**Task:**
Find the lines of data that contain the string "UnixListener", then list them.

**Provided data:**
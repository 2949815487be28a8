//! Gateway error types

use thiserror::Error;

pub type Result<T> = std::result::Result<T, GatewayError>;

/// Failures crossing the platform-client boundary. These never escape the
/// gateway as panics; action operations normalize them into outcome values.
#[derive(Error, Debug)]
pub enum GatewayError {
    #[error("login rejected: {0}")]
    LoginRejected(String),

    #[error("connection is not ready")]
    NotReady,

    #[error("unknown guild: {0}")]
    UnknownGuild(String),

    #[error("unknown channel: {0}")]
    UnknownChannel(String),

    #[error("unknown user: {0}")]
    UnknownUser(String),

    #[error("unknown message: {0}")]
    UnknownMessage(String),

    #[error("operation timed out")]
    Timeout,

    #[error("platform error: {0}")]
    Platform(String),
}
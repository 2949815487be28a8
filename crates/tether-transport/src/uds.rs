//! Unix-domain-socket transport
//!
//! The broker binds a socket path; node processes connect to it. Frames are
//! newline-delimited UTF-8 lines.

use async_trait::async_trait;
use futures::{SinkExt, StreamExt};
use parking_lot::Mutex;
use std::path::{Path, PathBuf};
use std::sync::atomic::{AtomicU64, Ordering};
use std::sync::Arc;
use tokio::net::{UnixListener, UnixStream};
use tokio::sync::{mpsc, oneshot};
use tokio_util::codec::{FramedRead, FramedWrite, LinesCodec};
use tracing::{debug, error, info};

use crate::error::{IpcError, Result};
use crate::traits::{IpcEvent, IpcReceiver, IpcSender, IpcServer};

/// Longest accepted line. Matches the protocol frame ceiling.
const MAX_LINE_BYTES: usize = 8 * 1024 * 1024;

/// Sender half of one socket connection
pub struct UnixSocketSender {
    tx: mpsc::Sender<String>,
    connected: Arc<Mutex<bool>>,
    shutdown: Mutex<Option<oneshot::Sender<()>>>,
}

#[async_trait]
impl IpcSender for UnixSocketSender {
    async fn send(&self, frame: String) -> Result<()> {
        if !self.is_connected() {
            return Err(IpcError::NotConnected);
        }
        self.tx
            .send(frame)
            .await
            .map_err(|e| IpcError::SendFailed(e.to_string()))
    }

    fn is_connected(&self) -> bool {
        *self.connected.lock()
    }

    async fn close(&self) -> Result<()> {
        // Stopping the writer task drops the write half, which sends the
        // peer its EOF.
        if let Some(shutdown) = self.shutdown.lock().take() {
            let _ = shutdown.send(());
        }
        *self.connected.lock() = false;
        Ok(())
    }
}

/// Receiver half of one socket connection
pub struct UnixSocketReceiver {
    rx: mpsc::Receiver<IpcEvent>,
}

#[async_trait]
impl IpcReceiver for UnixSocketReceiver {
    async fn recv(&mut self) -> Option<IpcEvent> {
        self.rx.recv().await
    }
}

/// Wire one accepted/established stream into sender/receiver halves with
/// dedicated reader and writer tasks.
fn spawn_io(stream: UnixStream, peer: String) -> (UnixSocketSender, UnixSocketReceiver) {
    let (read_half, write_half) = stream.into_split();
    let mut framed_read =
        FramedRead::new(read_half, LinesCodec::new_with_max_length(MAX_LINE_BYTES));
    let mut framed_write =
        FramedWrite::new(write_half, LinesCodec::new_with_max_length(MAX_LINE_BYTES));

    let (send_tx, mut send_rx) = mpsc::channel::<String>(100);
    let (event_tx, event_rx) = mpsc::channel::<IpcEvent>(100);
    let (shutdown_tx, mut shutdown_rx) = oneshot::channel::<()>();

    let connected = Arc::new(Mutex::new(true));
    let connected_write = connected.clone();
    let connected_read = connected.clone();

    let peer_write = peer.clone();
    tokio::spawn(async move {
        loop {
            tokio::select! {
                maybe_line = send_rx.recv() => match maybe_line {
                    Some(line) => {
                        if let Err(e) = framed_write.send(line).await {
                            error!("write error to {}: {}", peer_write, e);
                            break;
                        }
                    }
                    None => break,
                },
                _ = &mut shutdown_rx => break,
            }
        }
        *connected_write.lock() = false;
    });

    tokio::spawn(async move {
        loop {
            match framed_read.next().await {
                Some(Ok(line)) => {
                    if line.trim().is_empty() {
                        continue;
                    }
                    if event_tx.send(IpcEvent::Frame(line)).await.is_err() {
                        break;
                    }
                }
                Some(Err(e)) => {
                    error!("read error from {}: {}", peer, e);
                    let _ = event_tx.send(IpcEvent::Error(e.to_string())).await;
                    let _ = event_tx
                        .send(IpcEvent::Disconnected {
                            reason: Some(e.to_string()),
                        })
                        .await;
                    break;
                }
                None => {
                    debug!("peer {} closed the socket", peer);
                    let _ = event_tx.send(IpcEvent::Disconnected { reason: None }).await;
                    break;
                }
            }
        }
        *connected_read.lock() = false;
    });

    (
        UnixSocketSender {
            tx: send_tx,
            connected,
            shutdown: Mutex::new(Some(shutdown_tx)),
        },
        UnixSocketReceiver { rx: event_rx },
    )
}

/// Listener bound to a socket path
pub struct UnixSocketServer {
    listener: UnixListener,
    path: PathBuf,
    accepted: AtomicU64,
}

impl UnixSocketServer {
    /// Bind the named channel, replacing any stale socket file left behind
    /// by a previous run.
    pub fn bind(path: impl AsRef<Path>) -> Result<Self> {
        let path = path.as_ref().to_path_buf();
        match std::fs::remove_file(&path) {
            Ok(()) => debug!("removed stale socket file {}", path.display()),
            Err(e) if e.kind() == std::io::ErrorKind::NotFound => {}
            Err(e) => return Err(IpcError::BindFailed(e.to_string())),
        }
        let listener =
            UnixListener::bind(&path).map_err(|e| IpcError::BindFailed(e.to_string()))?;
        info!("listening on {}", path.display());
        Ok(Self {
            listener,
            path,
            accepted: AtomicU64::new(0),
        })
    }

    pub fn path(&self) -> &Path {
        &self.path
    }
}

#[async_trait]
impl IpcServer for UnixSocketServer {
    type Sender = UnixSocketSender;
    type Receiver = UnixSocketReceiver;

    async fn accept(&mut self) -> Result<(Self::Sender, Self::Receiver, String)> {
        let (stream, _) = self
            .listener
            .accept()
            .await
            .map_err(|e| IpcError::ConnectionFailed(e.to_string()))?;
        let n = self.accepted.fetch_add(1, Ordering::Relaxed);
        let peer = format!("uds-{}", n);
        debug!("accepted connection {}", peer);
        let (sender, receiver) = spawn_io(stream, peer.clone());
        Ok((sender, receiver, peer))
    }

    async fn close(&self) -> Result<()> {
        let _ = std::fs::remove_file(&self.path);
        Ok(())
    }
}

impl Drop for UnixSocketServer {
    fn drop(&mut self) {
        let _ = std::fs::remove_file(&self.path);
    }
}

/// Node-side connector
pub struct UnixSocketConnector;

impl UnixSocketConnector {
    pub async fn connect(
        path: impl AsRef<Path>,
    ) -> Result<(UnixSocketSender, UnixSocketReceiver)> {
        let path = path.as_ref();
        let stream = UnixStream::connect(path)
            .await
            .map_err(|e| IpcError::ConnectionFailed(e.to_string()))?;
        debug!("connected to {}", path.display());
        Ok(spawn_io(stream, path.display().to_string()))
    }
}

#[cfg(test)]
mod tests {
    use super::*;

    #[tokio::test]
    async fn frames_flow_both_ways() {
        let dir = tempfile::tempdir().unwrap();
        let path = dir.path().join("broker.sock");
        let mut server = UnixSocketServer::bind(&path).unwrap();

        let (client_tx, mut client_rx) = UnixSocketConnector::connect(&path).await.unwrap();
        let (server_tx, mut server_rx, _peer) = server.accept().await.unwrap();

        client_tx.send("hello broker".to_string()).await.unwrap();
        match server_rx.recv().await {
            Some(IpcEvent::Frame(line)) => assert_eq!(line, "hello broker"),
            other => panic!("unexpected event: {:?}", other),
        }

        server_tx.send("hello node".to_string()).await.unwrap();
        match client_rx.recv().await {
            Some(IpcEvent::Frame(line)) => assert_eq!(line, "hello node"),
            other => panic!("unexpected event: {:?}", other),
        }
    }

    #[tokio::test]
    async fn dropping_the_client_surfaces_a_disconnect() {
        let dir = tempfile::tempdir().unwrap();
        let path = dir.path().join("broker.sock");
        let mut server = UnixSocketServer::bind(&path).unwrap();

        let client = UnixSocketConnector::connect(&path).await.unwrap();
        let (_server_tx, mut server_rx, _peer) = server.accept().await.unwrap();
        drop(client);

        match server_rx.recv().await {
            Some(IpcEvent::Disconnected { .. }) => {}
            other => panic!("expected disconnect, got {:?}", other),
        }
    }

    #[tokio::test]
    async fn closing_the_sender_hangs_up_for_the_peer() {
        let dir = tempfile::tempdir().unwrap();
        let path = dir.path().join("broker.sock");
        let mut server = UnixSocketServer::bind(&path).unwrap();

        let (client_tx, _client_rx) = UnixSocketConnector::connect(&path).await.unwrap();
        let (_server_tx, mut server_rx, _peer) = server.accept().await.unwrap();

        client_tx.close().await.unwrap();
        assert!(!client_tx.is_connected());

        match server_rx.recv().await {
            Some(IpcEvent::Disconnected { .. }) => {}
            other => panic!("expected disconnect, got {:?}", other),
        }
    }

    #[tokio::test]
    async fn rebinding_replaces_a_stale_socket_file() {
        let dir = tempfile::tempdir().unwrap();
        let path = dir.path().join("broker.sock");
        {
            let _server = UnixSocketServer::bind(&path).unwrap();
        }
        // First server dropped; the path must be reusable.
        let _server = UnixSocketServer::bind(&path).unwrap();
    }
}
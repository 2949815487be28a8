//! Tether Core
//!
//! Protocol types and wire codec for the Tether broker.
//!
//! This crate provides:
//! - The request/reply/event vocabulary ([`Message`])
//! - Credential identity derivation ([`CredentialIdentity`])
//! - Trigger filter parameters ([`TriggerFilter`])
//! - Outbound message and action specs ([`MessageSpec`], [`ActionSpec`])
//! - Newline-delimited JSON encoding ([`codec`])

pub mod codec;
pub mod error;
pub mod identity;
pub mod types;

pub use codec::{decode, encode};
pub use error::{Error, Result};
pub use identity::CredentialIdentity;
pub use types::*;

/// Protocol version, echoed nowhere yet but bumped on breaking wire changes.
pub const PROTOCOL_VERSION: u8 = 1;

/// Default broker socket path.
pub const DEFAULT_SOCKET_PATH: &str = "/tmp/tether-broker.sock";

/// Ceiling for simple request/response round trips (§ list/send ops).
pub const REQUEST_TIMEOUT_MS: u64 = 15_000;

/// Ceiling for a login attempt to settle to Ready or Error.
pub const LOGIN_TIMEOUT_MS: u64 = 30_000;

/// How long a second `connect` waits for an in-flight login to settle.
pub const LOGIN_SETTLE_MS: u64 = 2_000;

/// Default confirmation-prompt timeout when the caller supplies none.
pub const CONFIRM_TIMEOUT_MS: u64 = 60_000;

**Exercise output:**
use tokio::net::{UnixListener, UnixStream};
    listener: UnixListener,
            UnixListener::bind(&path).map_err(|e| IpcError::BindFailed(e.to_string()))?;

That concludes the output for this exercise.